Task item
Tell how many lines below include the word "Accessories". Only the number should appear.

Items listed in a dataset
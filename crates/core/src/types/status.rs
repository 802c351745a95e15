//! Status and classification enums for the platform's entities.
//!
//! Lifecycle enums ([`ReportStatus`], [`OrderStatus`], [`QueryStatus`]) carry
//! their own transition rules so every caller agrees on which moves are legal.

use serde::{Deserialize, Serialize};

/// Implements `Display`/`FromStr` over the snake_case wire names.
macro_rules! wire_names {
    ($ty:ident, $label:literal, { $($variant:ident => $name:literal),+ $(,)? }) => {
        impl $ty {
            /// The snake_case name used in storage and on the command line.
            #[must_use]
            pub const fn as_str(&self) -> &'static str {
                match self {
                    $(Self::$variant => $name,)+
                }
            }
        }

        impl std::fmt::Display for $ty {
            fn fmt(&self, f: &mut std::fmt::Formatter<'_>) -> std::fmt::Result {
                f.write_str(self.as_str())
            }
        }

        impl std::str::FromStr for $ty {
            type Err = String;

            fn from_str(s: &str) -> Result<Self, Self::Err> {
                match s {
                    $($name => Ok(Self::$variant),)+
                    _ => Err(format!(concat!("invalid ", $label, ": {}"), s)),
                }
            }
        }
    };
}

/// Role of a platform user.
#[derive(Debug, Clone, Copy, PartialEq, Eq, Hash, Serialize, Deserialize, Default)]
#[serde(rename_all = "snake_case")]
pub enum UserRole {
    /// Waste Warrior: reports waste and takes training.
    #[default]
    Citizen,
    /// Field worker cleaning verified sites.
    Worker,
    /// Green Champion: verifies reports and runs fulfillment.
    Admin,
}

wire_names!(UserRole, "user role", {
    Citizen => "citizen",
    Worker => "worker",
    Admin => "admin",
});

/// Severity of a reported waste site.
#[derive(Debug, Clone, Copy, PartialEq, Eq, Hash, Serialize, Deserialize, Default)]
#[serde(rename_all = "snake_case")]
pub enum Severity {
    Low,
    #[default]
    Medium,
    High,
}

wire_names!(Severity, "severity", {
    Low => "low",
    Medium => "medium",
    High => "high",
});

/// Waste report lifecycle: `pending -> verified -> cleaned`.
#[derive(
    Debug, Clone, Copy, PartialEq, Eq, Hash, PartialOrd, Ord, Serialize, Deserialize, Default,
)]
#[serde(rename_all = "snake_case")]
pub enum ReportStatus {
    #[default]
    Pending,
    Verified,
    Cleaned,
}

wire_names!(ReportStatus, "report status", {
    Pending => "pending",
    Verified => "verified",
    Cleaned => "cleaned",
});

impl ReportStatus {
    /// The single state that may follow this one, if any.
    #[must_use]
    pub const fn next(self) -> Option<Self> {
        match self {
            Self::Pending => Some(Self::Verified),
            Self::Verified => Some(Self::Cleaned),
            Self::Cleaned => None,
        }
    }

    /// Reports move one step forward at a time; they never regress or skip.
    #[must_use]
    pub fn can_transition_to(self, to: Self) -> bool {
        self.next() == Some(to)
    }
}

/// Order fulfillment status.
#[derive(Debug, Clone, Copy, PartialEq, Eq, Hash, Serialize, Deserialize, Default)]
#[serde(rename_all = "snake_case")]
pub enum OrderStatus {
    #[default]
    Processing,
    Shipped,
    InTransit,
    Delivered,
    Cancelled,
}

wire_names!(OrderStatus, "order status", {
    Processing => "processing",
    Shipped => "shipped",
    InTransit => "in_transit",
    Delivered => "delivered",
    Cancelled => "cancelled",
});

impl OrderStatus {
    /// All statuses in display order.
    pub const ALL: [Self; 5] = [
        Self::Processing,
        Self::Shipped,
        Self::InTransit,
        Self::Delivered,
        Self::Cancelled,
    ];

    /// Delivered and cancelled orders accept no further transitions.
    #[must_use]
    pub const fn is_terminal(self) -> bool {
        matches!(self, Self::Delivered | Self::Cancelled)
    }

    /// Fulfillment moves `processing -> shipped -> in_transit -> delivered`;
    /// any non-terminal order may be cancelled.
    #[must_use]
    pub const fn can_transition_to(self, to: Self) -> bool {
        matches!(
            (self, to),
            (Self::Processing, Self::Shipped)
                | (Self::Shipped, Self::InTransit)
                | (Self::InTransit, Self::Delivered)
                | (Self::Processing | Self::Shipped | Self::InTransit, Self::Cancelled)
        )
    }

    /// Statuses an admin may move this order to next.
    #[must_use]
    pub fn next_actions(self) -> Vec<Self> {
        Self::ALL
            .into_iter()
            .filter(|to| self.can_transition_to(*to))
            .collect()
    }

    /// Customer-facing label shown on the tracking page.
    #[must_use]
    pub const fn label(self) -> &'static str {
        match self {
            Self::Processing => "Order Received",
            Self::Shipped => "Shipped",
            Self::InTransit => "In Transit",
            Self::Delivered => "Delivered",
            Self::Cancelled => "Cancelled",
        }
    }
}

/// Support ticket status: `open -> closed`.
#[derive(Debug, Clone, Copy, PartialEq, Eq, Hash, Serialize, Deserialize, Default)]
#[serde(rename_all = "snake_case")]
pub enum QueryStatus {
    #[default]
    Open,
    Closed,
}

wire_names!(QueryStatus, "query status", {
    Open => "open",
    Closed => "closed",
});

/// Kind of training material.
#[derive(Debug, Clone, Copy, PartialEq, Eq, Hash, Serialize, Deserialize)]
#[serde(rename_all = "snake_case")]
pub enum ModuleType {
    Video,
    Article,
    Quiz,
}

wire_names!(ModuleType, "module type", {
    Video => "video",
    Article => "article",
    Quiz => "quiz",
});

/// Marketplace product category.
#[derive(Debug, Clone, Copy, PartialEq, Eq, Hash, Serialize, Deserialize)]
#[serde(rename_all = "snake_case")]
pub enum ProductCategory {
    Dustbin,
    Compost,
    Bags,
    Accessories,
}

wire_names!(ProductCategory, "product category", {
    Dustbin => "dustbin",
    Compost => "compost",
    Bags => "bags",
    Accessories => "accessories",
});

/// Kind of waste processing facility.
#[derive(Debug, Clone, Copy, PartialEq, Eq, Hash, Serialize, Deserialize)]
#[serde(rename_all = "snake_case")]
pub enum FacilityType {
    Biomethanization,
    Recycling,
    Scrap,
}

wire_names!(FacilityType, "facility type", {
    Biomethanization => "biomethanization",
    Recycling => "recycling",
    Scrap => "scrap",
});

#[cfg(test)]
#[allow(clippy::unwrap_used)]
mod tests {
    use super::*;

    #[test]
    fn test_report_status_forward_only() {
        assert!(ReportStatus::Pending.can_transition_to(ReportStatus::Verified));
        assert!(ReportStatus::Verified.can_transition_to(ReportStatus::Cleaned));

        // no skipping
        assert!(!ReportStatus::Pending.can_transition_to(ReportStatus::Cleaned));
        // no regressing
        assert!(!ReportStatus::Cleaned.can_transition_to(ReportStatus::Verified));
        assert!(!ReportStatus::Verified.can_transition_to(ReportStatus::Pending));
        assert!(!ReportStatus::Pending.can_transition_to(ReportStatus::Pending));
    }

    #[test]
    fn test_report_status_ordering() {
        assert!(ReportStatus::Pending < ReportStatus::Verified);
        assert!(ReportStatus::Verified < ReportStatus::Cleaned);
    }

    #[test]
    fn test_order_status_graph() {
        use OrderStatus::*;

        let valid = [
            (Processing, Shipped),
            (Shipped, InTransit),
            (InTransit, Delivered),
            (Processing, Cancelled),
            (Shipped, Cancelled),
            (InTransit, Cancelled),
        ];
        for (from, to) in valid {
            assert!(from.can_transition_to(to), "{from} -> {to} should be valid");
        }

        let invalid = [
            (Processing, InTransit),
            (Processing, Delivered),
            (Shipped, Processing),
            (Delivered, Cancelled),
            (Cancelled, Processing),
            (Delivered, Shipped),
        ];
        for (from, to) in invalid {
            assert!(!from.can_transition_to(to), "{from} -> {to} should be invalid");
        }
    }

    #[test]
    fn test_order_next_actions() {
        assert_eq!(
            OrderStatus::Processing.next_actions(),
            vec![OrderStatus::Shipped, OrderStatus::Cancelled]
        );
        assert_eq!(
            OrderStatus::InTransit.next_actions(),
            vec![OrderStatus::Delivered, OrderStatus::Cancelled]
        );
        assert!(OrderStatus::Delivered.next_actions().is_empty());
        assert!(OrderStatus::Cancelled.next_actions().is_empty());
    }

    #[test]
    fn test_wire_names_roundtrip() {
        for status in OrderStatus::ALL {
            assert_eq!(status.as_str().parse::<OrderStatus>().unwrap(), status);
        }
        assert_eq!(
            serde_json::to_string(&OrderStatus::InTransit).unwrap(),
            "\"in_transit\""
        );
        assert_eq!("admin".parse::<UserRole>().unwrap(), UserRole::Admin);
        assert!("superuser".parse::<UserRole>().is_err());
    }
}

Problem solution
2